Lt. Gov. Gavin Newsom has urged the 49ers to bench defensive lineman Ray McDonald. Allowing McDonald to play is a “painful affront to every victim of domestic violence and sends a troubling message,” Newsom and his wife, Jennifer Siebel Newsom, said in a joint statement.
If Coach Jim Harbaugh is listening he isn’t acting, saying that he is “waiting for information, waiting for facts.” The Santa Clara County District Attorney’s Office has not decided whether it will charge McDonald with domestic abuse or not following his arrest Aug. 31 for leaving bruises on his pregnant fiancée.

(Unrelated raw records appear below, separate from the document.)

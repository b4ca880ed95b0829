// This software is provided for non-commercial use only.
// Commercial use is strictly prohibited.
// If you use, modify, or redistribute this software, you must provide proper attribution to the original author.
// (c) 2026 Onur Tuna. All rights reserved.

//! Resumption token shared between one request and the I/O workers.
//!
//! A waker belongs to exactly one request at a time. The worker that
//! completes a read calls [`RequestWaker::wake`] once; the request either
//! blocks on [`RequestWaker::wait`] (thread-per-request drivers) or has
//! installed a hook that nudges its task scheduler (async drivers).

use std::sync::Arc;

use parking_lot::{Condvar, Mutex};

type WakeHook = Box<dyn Fn() + Send + Sync>;

struct WakerInner {
    woken: Mutex<bool>,
    cond: Condvar,
    hook: Mutex<Option<WakeHook>>,
}

/// Cloneable handle; clones share the same wake state.
#[derive(Clone)]
pub struct RequestWaker {
    inner: Arc<WakerInner>,
}

impl RequestWaker {
    pub fn new() -> Self {
        Self {
            inner: Arc::new(WakerInner {
                woken: Mutex::new(false),
                cond: Condvar::new(),
                hook: Mutex::new(None),
            }),
        }
    }

    /// Signal the owning request. Safe to call from any thread; a request
    /// that was dropped simply never observes the signal.
    pub fn wake(&self) {
        {
            let mut woken = self.inner.woken.lock();
            *woken = true;
            self.inner.cond.notify_all();
        }
        if let Some(hook) = self.inner.hook.lock().as_ref() {
            hook();
        }
    }

    /// Block the calling thread until woken, then clear the flag.
    /// Returns immediately if a wake already arrived.
    pub fn wait(&self) {
        let mut woken = self.inner.woken.lock();
        while !*woken {
            self.inner.cond.wait(&mut woken);
        }
        *woken = false;
    }

    /// Install a callback invoked on every wake. Used by async drivers to
    /// bridge into their scheduler's notification primitive.
    pub fn set_hook(&self, hook: impl Fn() + Send + Sync + 'static) {
        *self.inner.hook.lock() = Some(Box::new(hook));
    }

    /// Clear per-request state so the waker can serve the next request.
    pub fn reset(&self) {
        *self.inner.woken.lock() = false;
        *self.inner.hook.lock() = None;
    }
}

impl Default for RequestWaker {
    fn default() -> Self {
        Self::new()
    }
}
// This software is provided for non-commercial use only.
// Commercial use is strictly prohibited.
// If you use, modify, or redistribute this software, you must provide proper attribution to the original author.
// (c) 2026 Onur Tuna. All rights reserved.

//! Iterator integration tests: corruption tolerance, mixed buckets, range
//! and filter behavior, async streaming, resource pooling, redistribution.

use std::path::{Path, PathBuf};

use byteorder::{LittleEndian, WriteBytesExt};
use tempfile::TempDir;
use tokio_stream::StreamExt;

use dls::config::Config;
use dls::error::{DlsError, Result};
use dls::node::{DlsNode, Record};
use dls::redistribute::PeerSink;
use dls::storage::layout;
use dls::storage::iterator::Step;

const TS_V1: u64 = 0x5727_545c; // slot 0x252f80
const TS_LEGACY: u64 = 0x5727_5806; // slot 0x252f81

fn tmp_dir() -> TempDir {
    tempfile::tempdir().expect("create tempdir")
}

fn config_with(dir: &Path, storage: &str) -> Config {
    let text = format!(
        "[node]\ndata_dir = '{}'\n\n[storage]\n{}",
        dir.join("data").display(),
        storage
    );
    let cfg: Config = toml::from_str(&text).expect("test config");
    cfg.validate().expect("valid test config");
    cfg
}

fn node_config(dir: &Path) -> Config {
    config_with(dir, "")
}

fn key(ts: u64, seq: u32) -> u64 {
    ts << 32 | seq as u64
}

fn legacy_record(buf: &mut Vec<u8>, key: u64, value: &[u8]) {
    buf.write_u64::<LittleEndian>(key).expect("vec write");
    buf.write_u64::<LittleEndian>(value.len() as u64).expect("vec write");
    buf.extend_from_slice(value);
}

fn v1_record(buf: &mut Vec<u8>, key: u64, value: &[u8]) {
    let len = value.len() as u64;
    buf.write_u64::<LittleEndian>(key).expect("vec write");
    buf.write_u64::<LittleEndian>(len).expect("vec write");
    buf.write_u64::<LittleEndian>(key ^ len).expect("vec write");
    buf.extend_from_slice(value);
}

fn seed_bucket(data_dir: &Path, channel: &str, slot: u64, bytes: &[u8]) -> PathBuf {
    let path = layout::bucket_path(&data_dir.join(channel), slot);
    std::fs::create_dir_all(path.parent().expect("bucket parent")).expect("create group dir");
    std::fs::write(&path, bytes).expect("seed bucket");
    path
}

fn collect_all(node: &DlsNode, channel: &str) -> Vec<Record> {
    node.get_all(channel)
        .expect("open iterator")
        .expect("channel exists")
        .collect_blocking()
        .expect("iterate channel")
}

The NFL rap sheet keeps getting worse. Arizona running back Jonathan Dwyer was arrested Wednesday for aggravated assault against a woman. That makes 10 arrests, one indictment, and two players “cited” for substance violations since July 1, according to a list in USA Today. Of those 10 arrests, six involved some form of violence; seven involved players being either drunk or having marijuana.
This is beginning to hit the NFL where it hurts – its balance sheet.
The Radisson hotel chain, a Vikings sponsor, suspended advertising after the team originally reinstated Peterson. “Radisson takes this matter very seriously, particularly in light of our long-standing commitment to the protection of children,” the company said.
Anheuser-Busch, the official beer of the NFL, said it also is getting fed up: “We are not yet satisfied with the league’s handling of behaviors that so clearly go against our own company culture and moral code. We have shared our concerns and expectations with the league.”
Studies have shown a connection between alcohol and drug abuse and domestic violence, not to mention the number of NFL arrests.
The league and Baltimore Ravens suspended running back Ray Rice, but only after TMZ aired footage showing him in an Atlantic City casino elevator knocking out his girlfriend with a single punch. Apparently, the NFL acted only after it became public.
NFL Commissioner Roger Goodell has appointed four women, including a new vice president of social responsibility, to help shape the league’s policies on domestic violence. We wonder if this is just window dressing. The NFL claims to have zero tolerance for off-field violence, but the league’s definition of zero tolerance appears to be situational.
But there is one situation the league won’t tolerate – lost revenue. If that continues, expect to see real change.